▸ **What you are asked to do**:
Check every line of the data below for "crate". Copy each one that has it.

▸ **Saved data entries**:
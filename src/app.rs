use crate::handlers;
use crate::state::AppState;
use axum::{
    Router,
    routing::{get, post},
};

pub fn router(state: AppState) -> Router {
    Router::new()
        .route("/", get(handlers::index))
        .route(
            "/api/devoluciones",
            get(handlers::listar_devoluciones).post(handlers::crear_devolucion),
        )
        .route("/api/devoluciones/calendario", get(handlers::calendario))
        .route(
            "/api/devoluciones/:id",
            get(handlers::obtener_devolucion).put(handlers::actualizar_devolucion),
        )
        .route(
            "/api/devoluciones/:id/requerimientos",
            post(handlers::agregar_requerimiento),
        )
        .route(
            "/api/empresas",
            get(handlers::listar_empresas).post(handlers::crear_empresa),
        )
        .route("/api/notificaciones", get(handlers::notificaciones))
        .with_state(state)
}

▸ **Response to the exercise**:
use crate::handlers;
use crate::state::AppState;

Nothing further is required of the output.